When the United States government decided to expand its spheres of influence as well as trade routes, for example building railroads to Mexico, the government usually took a pragmatic initiative toward immigrant labor. The government did not want to frustrate the North American contractor in the exploration for a large and sustainable labor supply in big-industry in the southwest, which were the railroads, mining as well as the agricultural industries, soon after they had realized the benefits of Mexican labor and utilized such resources.[3] Upon the increased inflow of Mexican laborers in the early twentieth century, immigration restrictions were imposed to regulate them. Soon thereafter when there were labor shortages, the United States government had no problem altering legislation to obtain sufficient labor.

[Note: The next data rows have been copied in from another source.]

//! Storytime script host entry point.
//!
//! Boots the Lua runtime with the engine bindings (`log`, `Keyboard`) and
//! engine types (`Vec2`, `Color`, `NameTag`), runs the main script, and can
//! optionally call one script function by dotted path afterwards.
//!
//! # Running
//!
//! ```sh
//! cargo run --release -- assets/scripts/main.lua --call Game.start
//! cargo run --release -- --create-lua-stubs
//! ```

use clap::Parser;
use log::{info, warn};
use std::path::PathBuf;
use std::process::ExitCode;
use std::rc::Rc;

use storytime::components::register_engine_types;
use storytime::luarc_generator;
use storytime::resources::input::KeyboardState;
use storytime::resources::lua_runtime::LuaRuntime;
use storytime::resources::scriptconfig::ScriptConfig;
use storytime::stub_generator;

/// Storytime script host
#[derive(Parser)]
#[command(version, about = "Runs Storytime Lua scripts against the engine bindings.")]
struct Cli {
    /// Script to run. Defaults to `[scripts] main` from the config file.
    script: Option<PathBuf>,

    /// INI configuration file (default: ./storytime.ini, if present).
    #[arg(long, value_name = "PATH")]
    config: Option<PathBuf>,

    /// Call this function after the script has run, e.g. `Game.start`.
    #[arg(long, value_name = "PATH")]
    call: Option<String>,

    /// Generate Lua LSP stubs from the registered bindings and exit.
    /// Optionally provide a path (default: assets/scripts/engine.lua).
    #[arg(long, value_name = "PATH")]
    create_lua_stubs: Option<Option<PathBuf>>,

    /// Generate .luarc.json for Lua Language Server and exit.
    /// Optionally provide a path (default: assets/scripts/.luarc.json).
    #[arg(long, value_name = "PATH")]
    create_luarc: Option<Option<PathBuf>>,
}

fn load_config(path: Option<PathBuf>) -> Result<ScriptConfig, String> {
    match path {
        Some(path) => {
            let mut config = ScriptConfig::with_path(path);
            config.load_from_file()?;
            Ok(config)
        }
        None => {
            let mut config = ScriptConfig::new();
            if config.config_path.exists() {
                config.load_from_file()?;
            } else {
                info!("No config file at {:?}, using defaults", config.config_path);
            }
            Ok(config)
        }
    }
}

fn run(cli: Cli) -> Result<(), String> {
    let config = load_config(cli.config)?;

    let mut runtime = LuaRuntime::with_config(&config)
        .map_err(|e| format!("Failed to create Lua runtime: {e}"))?;
    register_engine_types(&mut runtime).map_err(|e| format!("Failed to register types: {e}"))?;
    let keyboard = Rc::new(KeyboardState::new());
    runtime
        .install_keyboard(keyboard)
        .map_err(|e| format!("Failed to install keyboard binding: {e}"))?;

    // Early-exit: generate Lua stubs and quit
    if let Some(maybe_path) = cli.create_lua_stubs {
        let path = maybe_path.unwrap_or_else(|| PathBuf::from("assets/scripts/engine.lua"));
        let content = stub_generator::generate_stubs(&runtime)
            .map_err(|e| format!("Error generating stubs: {e}"))?;
        stub_generator::write_stubs(&path, &content)?;
        println!("Lua stubs written to {}", path.display());
        return Ok(());
    }

    // Early-exit: generate .luarc.json and quit
    if let Some(maybe_path) = cli.create_luarc {
        let path = maybe_path.unwrap_or_else(|| PathBuf::from("assets/scripts/.luarc.json"));
        let content = luarc_generator::generate_luarc(&runtime, "engine.lua")
            .map_err(|e| format!("Error generating .luarc.json: {e}"))?;
        luarc_generator::write_luarc(&path, &content)?;
        println!(".luarc.json written to {}", path.display());
        return Ok(());
    }

    let script = cli.script.unwrap_or(config.main_script);
    runtime.run_script(&script).map_err(|e| e.to_string())?;

    if let Some(path) = cli.call {
        let function = runtime.function_path(&path).map_err(|e| e.to_string())?;
        let result = function.invoke(runtime.stack(), ());
        function.release(runtime.stack());
        result.map_err(|e| e.to_string())?;
    }

    if runtime.stack().top() != 0 {
        warn!("Lua stack not empty at exit: {} slots", runtime.stack().top());
    }
    Ok(())
}

fn main() -> ExitCode {
    env_logger::Builder::from_env(env_logger::Env::default().default_filter_or("info")).init();

    match run(Cli::parse()) {
        Ok(()) => ExitCode::SUCCESS,
        Err(e) => {
            eprintln!("Error: {e}");
            ExitCode::FAILURE
        }
    }
}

            As an example of the above in 1918 the United States government was forced to alleviate some immigration restrictions again in order to permit Mexican immigrant laborers to cross the border to solve a cheap labor shortage in the Southwest, To aid in meeting the present shortage in unskilled labor, Secretary of Labor Wilson has issued a departmental order temporarily removing restrictions on the importation of Mexican labor.[4] The ability of the government to alleviate such restrictions shows the importance of the labor contributions and more importantly is the underlying fact that railroads had aided Mexican immigrant laborers to Texas and other parts of the southwest. Though this bill had some restrictions in order to regulate the inflow of Mexican laborers, it nevertheless showed the need for Mexican migrant labor in the Southwest as well as the actions that the United States government would pursue to attain it. Many of the industries that had needed such labor were in agricultural pursuits, in railroad section maintenance, and in lignite coal mining.[5] These industries provided the basis of economic industry in Texas and the southwest in general that ultimately led to further economic expansion and progress in the southwest regions of North America.

[1] Gutierrez, 46.

[2] The Chicano is an individual of Mexican-American descent that is an American citizen.

[3] Navarro, 44.

[4] Mexican Aliens to Enter, The New York Times, June 20, 1918, 4.

[5] Mexican Aliens to Enter, June 1918, 4.